Rabu, 24 Desember 2008

Gangguan somestesi

TINJAUAN ATAS MEKANISME GANGGUAN SOMESTESI

I. PENDAHULUAN

i. LATAR BELAKANG

Skenario

JEPITAN SARAF

Seorang wanita 48 tahun, dengan kesemutan dan merasa lemah pada tangan kanan. Sejak dua tahun yang lalu keluhan ini sudah muncul tetapi hilang timbul. Gangguan ini lebih jelas apabila untuk bekerja menggunakan tangan kanan yang berlebihan (misalnya saat mencuci dengan tangan, mengendarai sepeda motor). Penderita juga sering terbangun pada malam hari karena merasa kesemutan pada tangan kanannya.

Gangguan ini dapat berkurang apabila tangan kanan dikibas-kibaskan, dan juga hilang bila istirahat. Keluhan ini semakin lama semakin berat. Hasil pemeriksaan didapat : kekuatan otot normal, ada atrofi pada otot tangan (thenar). Terdapat gangguan sensibilitas berupa hipoaesthesi. Test Tinel positif. Tes Phalen positif.

Dokter memberikan obat NSAID dan penanganan di Rehabilitasi Medik. Dokter juga memberikan nasehat agar pasien menghindari posisi-posisi tangan yang salah yang akan menyebabkan keluhan bertambah berat.

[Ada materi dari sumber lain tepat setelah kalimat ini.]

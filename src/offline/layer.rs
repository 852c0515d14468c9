//! Request-caching middleware installed once at bootstrap.

use reqwest::Method;
use std::sync::{Arc, Mutex};
use tracing::{debug, info, warn};
use url::{Origin, Url};

use crate::cache::{CachedResponse, ResponseCache, ResponseSnapshot};

use super::network::{FetchError, Network, Request};

/// Body of the synthetic response served when offline with nothing cached.
const OFFLINE_BODY: &str = "Offline";

/// Status of the synthetic offline response.
const OFFLINE_STATUS: u16 = 503;

/// Lifecycle of an installed intercept layer.
#[derive(Debug, Clone, Copy, PartialEq, Eq)]
pub enum Lifecycle {
  /// Installed but not yet intercepting
  Installed,
  /// Intercepting every in-scope request
  Active,
  /// Torn down; every request passes through
  Uninstalled,
}

/// Handle to an installed intercept layer.
///
/// Clones share the lifecycle, so uninstalling through any clone stops
/// interception for all of them.
pub struct InterceptHandle<N: Network> {
  network: Arc<N>,
  cache: ResponseCache,
  origin: Origin,
  state: Arc<Mutex<Lifecycle>>,
}

impl<N: Network> InterceptHandle<N> {
  /// Install the layer for the given application origin.
  ///
  /// There is no waiting phase: the layer activates immediately and governs
  /// every subsequent request made through this handle.
  pub fn install(network: N, cache: ResponseCache, app_origin: &Url) -> Self {
    let handle = Self {
      network: Arc::new(network),
      cache,
      origin: app_origin.origin(),
      state: Arc::new(Mutex::new(Lifecycle::Installed)),
    };
    info!(cache = %handle.cache.name(), origin = %app_origin, "offline layer installed");
    handle.activate();
    handle
  }

  fn activate(&self) {
    self.set_state(Lifecycle::Active);
    info!(cache = %self.cache.name(), "offline layer active");
  }

  /// Stop intercepting. Requests made afterwards go straight to the network.
  pub fn uninstall(&self) {
    self.set_state(Lifecycle::Uninstalled);
    info!(cache = %self.cache.name(), "offline layer uninstalled");
  }

  pub fn lifecycle(&self) -> Lifecycle {
    self
      .state
      .lock()
      .map(|state| *state)
      .unwrap_or(Lifecycle::Uninstalled)
  }

  fn set_state(&self, lifecycle: Lifecycle) {
    match self.state.lock() {
      Ok(mut state) => *state = lifecycle,
      Err(poisoned) => *poisoned.into_inner() = lifecycle,
    }
  }

  /// Whether a request is handled by the layer at all.
  pub fn intercepts(&self, request: &Request) -> bool {
    self.lifecycle() == Lifecycle::Active
      && request.method == Method::GET
      && request.url.origin() == self.origin
  }

  /// Perform a request through the layer.
  ///
  /// Intercepted requests always produce a response. Requests outside the
  /// layer's scope are forwarded untouched, so their transport errors are
  /// returned as-is.
  pub async fn fetch(&self, request: &Request) -> Result<ResponseSnapshot, FetchError> {
    if !self.intercepts(request) {
      debug!(method = %request.method, url = %request.url, "passing through");
      return self.network.fetch(request).await;
    }
    Ok(self.respond(request).await)
  }

  async fn respond(&self, request: &Request) -> ResponseSnapshot {
    let method = request.method.as_str();
    let url = request.url.as_str();

    if let Some(hit) = self.cached(method, url).await {
      debug!(url, cached_at = %hit.cached_at, "serving cached response");
      return hit.response;
    }

    match self.network.fetch(request).await {
      Ok(response) => {
        // Any response counts, including error statuses
        if let Err(e) = self.cache.put(method, url, &response).await {
          warn!(url, status = response.status, error = %e, "failed to cache response");
        }
        response
      }
      Err(e) => {
        warn!(url, error = %e, "network unavailable");
        // Another request may have stored a copy while this one was in flight
        match self.cached(method, url).await {
          Some(hit) => hit.response,
          None => ResponseSnapshot::text(OFFLINE_STATUS, OFFLINE_BODY),
        }
      }
    }
  }

  async fn cached(&self, method: &str, url: &str) -> Option<CachedResponse> {
    match self.cache.match_request(method, url).await {
      Ok(hit) => hit,
      Err(e) => {
        warn!(url, error = %e, "response cache read failed, treating as miss");
        None
      }
    }
  }
}

impl<N: Network> Clone for InterceptHandle<N> {
  fn clone(&self) -> Self {
    Self {
      network: Arc::clone(&self.network),
      cache: self.cache.clone(),
      origin: self.origin.clone(),
      state: Arc::clone(&self.state),
    }
  }
}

Perasaan yang dirasakan pada bagian tubuh yang berasal dari somatopleura, yaitu kulit, tulang dan jaringan pengikat, dinamakan somaestesia. Di samping itu dikenal juga viseroestesia, yaitu perasaan yang dirasakan pada bagian tubuh yang tumbuh dari viseropleura, seperti usus, paru, limpa dan sebagainya.

Dalam penghidupan sehari-hari, berbagai macam perasaan dapat dirasakan. Rasa sakit bila ditusuk, rasa panas bila menyentuh api, dan berbagai rangsang dapat dirasakan dan dibedakan. Perasaan dapat muncul karena interpretasi dari rangsang terhadap saraf sensoris yang juga dipengaruhi oleh subjektivitas. Perasaan tersebut kemudian diinterpretasikan oleh sistem saraf sebagai sebuah sensasi rasa.

Sistem saraf manusia merupakan jaringan yang saling berhubungan, saling berjalinan dan sangat kompleks. Sistem saraf memiliki fungsi untuk mengkoordinasikan, mengatur, dan juga menginterpretasikan stimulus yang diterima dari dunia luar.

ii. RUMUSAN MASALAH

  • Anatomi dari susunan saraf tepi.
  • Fisiologi penerimaan rangsang.
  • Jenis-jenis gangguan somestesi.
  • Penyebab-penyebab terjadinya gangguan somestesi.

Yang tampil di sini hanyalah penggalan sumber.